INDIANAPOLIS - Eat your way to the bottom of almost any bag of popcorn and there they are: the rock-hard, jaw-rattling unpopped kernels known as old maids. The nuisance kernels have kept many a dentist busy, but their days could be numbered: Scientists say they now know why some popcorn kernels resist popping into puffy white globes.
http://story.news.yahoo.com/news?tmpl=story&cid=624&e=1&u=/ap/popcorn_s_secret
 
Thankyou, thankyou, thankyou Purdue University - finally I can get on with my life after this, one of mankinds great, mysteries have been solved.

A

PS - I really hope your research is privately funded.
 
While it's interesting to find out why that happens, I still don't want them to geneticaly modify my corn just so I'm spared the un popped popcorn at the bottom of my bowl/bag... How about getting rid of cancer, world hunger, and a whole list of other things first! :rolleyes:
 
Thankyou, thankyou, thankyou Purdue University - finally I can get on with my life after this, one of mankinds great, mysteries have been solved.

A

PS - I really hope your research is privately funded.

Purdue is known an agriculture school. It is their job to figure that stuff out.

While it's interesting to find out why that happens, I still don't want them to geneticaly modify my corn just so I'm spared the un popped popcorn at the bottom of my bowl/bag... How about getting rid of cancer, world hunger, and a whole list of other things first!

Today 10:43 AM

Maybe they can feed the world all the previously unpopped popcorn. Maybe we just should never research anything ever again so we can get rid of cancer and hunger. ;)
 
rainman::|:| said:
If by "world" you mean "the .003% of businessmen that run the world", this probably is a solution for their hunger...
Ah I see you're plan now Rainman! You'll feed them unmodified popcorn and hope they choke on it! No? Hmm, K call that a plan 'C', right after pretzels. :)

Kmacripple said:
Maybe we just should never research anything ever again so we can get rid of cancer and hunger.
Well I didn't say that now; all I'm saying is there are several thousand things I'd like to see worked on rather than ensuring all my popcorn kernels are popped. I am currently happy with my level of unpopped popcorn. ;)
 
Ah yes, another good use of research dollars....

But if they can make it so all the popcorn in a bag pops, does that mean the manufacturers will put less popcorn in the bag? I could see where they'd want to get a 99.9% popped bag - but its still a little silly and obviously its a very slow news day...

D
 
Mr. Anderson said:
Ah yes, another good use of research dollars....

But if they can make it so all the popcorn in a bag pops, does that mean the manufacturers will put less popcorn in the bag? I could see where they'd want to get a 99.9% popped bag - but its still a little silly and obviously its a very slow news day...

D

I doubt it. Counting corn into a bag is a difficult manufacturing problem. X volume or X weight are the easiest.

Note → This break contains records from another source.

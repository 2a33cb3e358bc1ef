#![allow(dead_code)]

use std::collections::BTreeSet;
use wordpick::{InitializeError, WordPool};

pub(crate) fn init_logger() {
	let _ = pretty_env_logger::try_init();
}

/// Small pool with a word shared by two categories and words with spaces
pub(crate) fn small_pool(indexed: bool) -> Result<WordPool, InitializeError> {
	init_logger();

	WordPool::builder()
		.category("noun", ["apple", "ant", "orange", "contact lens", "red"])
		.category("adjective", ["angry", "red", "tall", "wide open"])
		.indexed(indexed)
		.build()
}

pub(crate) fn set(words: &[&str]) -> BTreeSet<String> {
	words.iter().map(ToString::to_string).collect()
}

pub(crate) fn as_set(words: Vec<String>) -> BTreeSet<String> {
	words.into_iter().collect()
}
//! Plain text word lists and the lists bundled with the crate
//!
//! The format is one word per line. Trailing whitespace is stripped and
//! blank lines are skipped, everything else is kept as is.

use crate::pool::InitializeError;
use nom::{
	character::complete::{line_ending, not_line_ending},
	combinator::map,
	multi::separated_list0,
	IResult, Parser,
};
use nom_supreme::ParserExt;
use std::{fmt, fs::File, io::Read, path::Path};

/// An ordered sequence of words read from text
#[derive(Debug, Clone, Default, PartialEq, Eq)]
pub struct WordList {
	words: Vec<String>,
}

impl WordList {
	/// # Errors
	///
	/// Will error if `content` has malformed line endings.
	pub fn new(content: &str) -> Result<Self, InitializeError> {
		let parser_err = |e: nom::Err<nom::error::Error<_>>| InitializeError::Parser(e.to_string());

		let (_, lines) = parse_lines.all_consuming().parse(content).map_err(parser_err)?;
		let words = lines
			.into_iter()
			.filter(|line| !line.is_empty())
			.map(ToOwned::to_owned)
			.collect();

		Ok(Self { words })
	}

	/// # Errors
	///
	/// Will error if the file cannot be read or parsed.
	pub fn file(path: &Path) -> Result<Self, InitializeError> {
		let mut file = File::open(path)?;
		let mut buffer = String::new();
		file.read_to_string(&mut buffer)?;
		Self::new(&buffer)
	}

	#[must_use]
	pub fn words(&self) -> &[String] {
		&self.words
	}

	#[must_use]
	pub fn into_words(self) -> Vec<String> {
		self.words
	}
}

fn parse_lines(i: &str) -> IResult<&str, Vec<&str>> {
	separated_list0(line_ending, map(not_line_ending, str::trim_end))(i)
}

/// Word lists shipped with the crate
#[derive(Debug, Clone, Copy, PartialEq, Eq, Hash)]
pub enum DefaultList {
	Nouns,
	Verbs,
	Adjectives,
	Profanities,
}

impl DefaultList {
	pub const ALL: [Self; 4] = [Self::Nouns, Self::Verbs, Self::Adjectives, Self::Profanities];

	const fn content(self) -> &'static str {
		match self {
			Self::Nouns => include_str!("../assets/nounlist.txt"),
			Self::Verbs => include_str!("../assets/verblist.txt"),
			Self::Adjectives => include_str!("../assets/adjectivelist.txt"),
			Self::Profanities => include_str!("../assets/profanitylist.txt"),
		}
	}

	/// # Errors
	///
	/// Will error if the bundled list is malformed.
	pub fn load(self) -> Result<WordList, InitializeError> {
		WordList::new(self.content())
	}
}

impl fmt::Display for DefaultList {
	fn fmt(&self, f: &mut fmt::Formatter<'_>) -> fmt::Result {
		match self {
			Self::Nouns => write!(f, "nouns"),
			Self::Verbs => write!(f, "verbs"),
			Self::Adjectives => write!(f, "adjectives"),
			Self::Profanities => write!(f, "profanities"),
		}
	}
}

/// Where the words of a category come from
#[derive(Debug, Clone, PartialEq, Eq)]
pub enum CategorySource {
	/// Words given by the caller
	Explicit(Vec<String>),
	/// One of the bundled lists
	Default(DefaultList),
}

impl CategorySource {
	pub(crate) fn resolve(self) -> Result<Vec<String>, InitializeError> {
		match self {
			Self::Explicit(words) => Ok(words),
			Self::Default(list) => list.load().map(WordList::into_words),
		}
	}
}

impl From<DefaultList> for CategorySource {
	fn from(list: DefaultList) -> Self {
		Self::Default(list)
	}
}

impl From<WordList> for CategorySource {
	fn from(list: WordList) -> Self {
		Self::Explicit(list.into_words())
	}
}

impl From<Vec<String>> for CategorySource {
	fn from(words: Vec<String>) -> Self {
		Self::Explicit(words)
	}
}

impl From<&[&str]> for CategorySource {
	fn from(words: &[&str]) -> Self {
		Self::Explicit(words.iter().map(ToString::to_string).collect())
	}
}

impl<const N: usize> From<[&str; N]> for CategorySource {
	fn from(words: [&str; N]) -> Self {
		Self::Explicit(words.iter().map(ToString::to_string).collect())
	}
}
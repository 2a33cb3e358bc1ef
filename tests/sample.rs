mod utils;

use rand::SeedableRng;
use rand_chacha::ChaCha8Rng;
use utils::{as_set, set, small_pool};
use wordpick::{FilterError, FilterSpec, SampleError};

type TestResult = Result<(), Box<dyn std::error::Error>>;

#[test]
fn insufficient_pool() -> TestResult {
	let pool = small_pool(false)?;
	let mut rng = ChaCha8Rng::seed_from_u64(3);
	let spec = FilterSpec::default().categories(["noun"]).pattern("a.*");

	let err = pool.random_words(5, &spec, false, &mut rng);
	assert!(matches!(
		err,
		Err(SampleError::InsufficientPool {
			requested: 5,
			available: 2
		})
	));

	let words = pool.random_words(5, &spec, true, &mut rng)?;
	assert_eq!(as_set(words), set(&["apple", "ant"]));
	Ok(())
}

#[test]
fn shortfall_allowed_still_draws_exact_count_when_possible() -> TestResult {
	let pool = small_pool(true)?;
	let mut rng = ChaCha8Rng::seed_from_u64(11);

	let words = pool.random_words(3, &FilterSpec::default(), true, &mut rng)?;
	assert_eq!(words.len(), 3);
	assert_eq!(as_set(words).len(), 3);
	Ok(())
}

#[test]
fn whole_pool_is_a_permutation() -> TestResult {
	let pool = small_pool(false)?;
	let mut rng = ChaCha8Rng::seed_from_u64(5);
	let spec = FilterSpec::default();

	let all = pool.filter(&spec)?;
	let drawn = pool.random_words(all.len(), &spec, false, &mut rng)?;
	assert_eq!(drawn.len(), all.len());
	assert_eq!(as_set(drawn), as_set(all));
	Ok(())
}

#[test]
fn seeded_draws_repeat() -> TestResult {
	let pool = small_pool(true)?;
	let spec = FilterSpec::default().exclude_spaces(true);

	let first = pool.random_words(4, &spec, false, &mut ChaCha8Rng::seed_from_u64(99))?;
	let second = pool.random_words(4, &spec, false, &mut ChaCha8Rng::seed_from_u64(99))?;
	assert_eq!(first, second);
	Ok(())
}

#[test]
fn single_word() -> TestResult {
	let pool = small_pool(false)?;
	let mut rng = ChaCha8Rng::seed_from_u64(1);

	let word = pool.word(&FilterSpec::default().categories(["adjective"]), &mut rng)?;
	assert!(["angry", "red", "tall", "wide open"].contains(&word.as_str()));

	let err = pool.word(&FilterSpec::default().starts_with("zz"), &mut rng);
	assert!(matches!(
		err,
		Err(SampleError::InsufficientPool {
			requested: 1,
			available: 0
		})
	));
	Ok(())
}

#[test]
fn filter_errors_pass_through() -> TestResult {
	let pool = small_pool(false)?;
	let mut rng = ChaCha8Rng::seed_from_u64(1);

	let err = pool.random_words(1, &FilterSpec::default().categories(["verb"]), false, &mut rng);
	assert!(matches!(
		err,
		Err(SampleError::Filter(FilterError::UnknownCategory(_)))
	));
	Ok(())
}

Its not that bad a use of research dollars. If I ran a company that made pop corn I would consider plopping down 100k or so to improve yields 20%
 
Kmacripple said:
Purdue is known an agriculture school. It is their job to figure that stuff out.



Maybe they can feed the world all the previously unpopped popcorn. Maybe we just should never research anything ever again so we can get rid of cancer and hunger. ;)

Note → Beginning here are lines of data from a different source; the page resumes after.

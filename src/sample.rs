//! Logic of the [`WordPool`] to draw random words

use crate::{filter::FilterError, FilterSpec, WordPool};
use rand::{seq::SliceRandom, Rng};

/// Informs why words could not be drawn
#[derive(Debug, thiserror::Error)]
pub enum SampleError {
	/// Fewer distinct words are available than were requested
	#[error("there aren't enough words to choose from: requested {requested}, only {available} available")]
	InsufficientPool { requested: usize, available: usize },

	/// Filtering the pool failed
	#[error(transparent)]
	Filter(#[from] FilterError),
}

/// Draws `count` distinct elements of `pool` in random order.
///
/// When `pool` is too small, `allow_shortfall` returns all of it shuffled
/// instead of failing.
///
/// # Errors
///
/// [`SampleError::InsufficientPool`] when `count` exceeds the pool and
/// `allow_shortfall` is unset.
pub fn sample<T, R>(mut pool: Vec<T>, count: usize, allow_shortfall: bool, rng: &mut R) -> Result<Vec<T>, SampleError>
where
	R: Rng + ?Sized,
{
	let available = pool.len();
	if count > available && !allow_shortfall {
		return Err(SampleError::InsufficientPool {
			requested: count,
			available,
		});
	}

	pool.shuffle(rng);
	pool.truncate(count);
	Ok(pool)
}

/// Methods for drawing random words out of the pool
impl WordPool {
	/// Up to `count` distinct random words matching `spec`
	///
	/// Exactly `count` words come back whenever enough match, otherwise see
	/// [`sample`] for `allow_shortfall`.
	///
	/// # Errors
	/// Check [`SampleError`] to see all the ways this function breaks
	pub fn random_words<R>(
		&self,
		count: usize,
		spec: &FilterSpec,
		allow_shortfall: bool,
		rng: &mut R,
	) -> Result<Vec<String>, SampleError>
	where
		R: Rng + ?Sized,
	{
		let pool = self.filter(spec)?;
		sample(pool, count, allow_shortfall, rng)
	}

	/// A single random word matching `spec`
	///
	/// # Errors
	/// Check [`SampleError`] to see all the ways this function breaks
	pub fn word<R>(&self, spec: &FilterSpec, rng: &mut R) -> Result<String, SampleError>
	where
		R: Rng + ?Sized,
	{
		self.random_words(1, spec, false, rng)?
			.pop()
			.ok_or(SampleError::InsufficientPool {
				requested: 1,
				available: 0,
			})
	}
}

There is research being done in many different areas. Research is being done into cancer and world hunger, but these are just such complex problems. Progress is very slow, results are on an individuals basis

Something like this is easier to solve, gives positive results to business.
 
I actually like crunching on unpopped popcorn. This would be a step backwards in my opinion.
 
mcadam said:
Thankyou, thankyou, thankyou Purdue University - finally I can get on with my life after this, one of mankinds great, mysteries have been solved.

A

PS - I really hope your research is privately funded.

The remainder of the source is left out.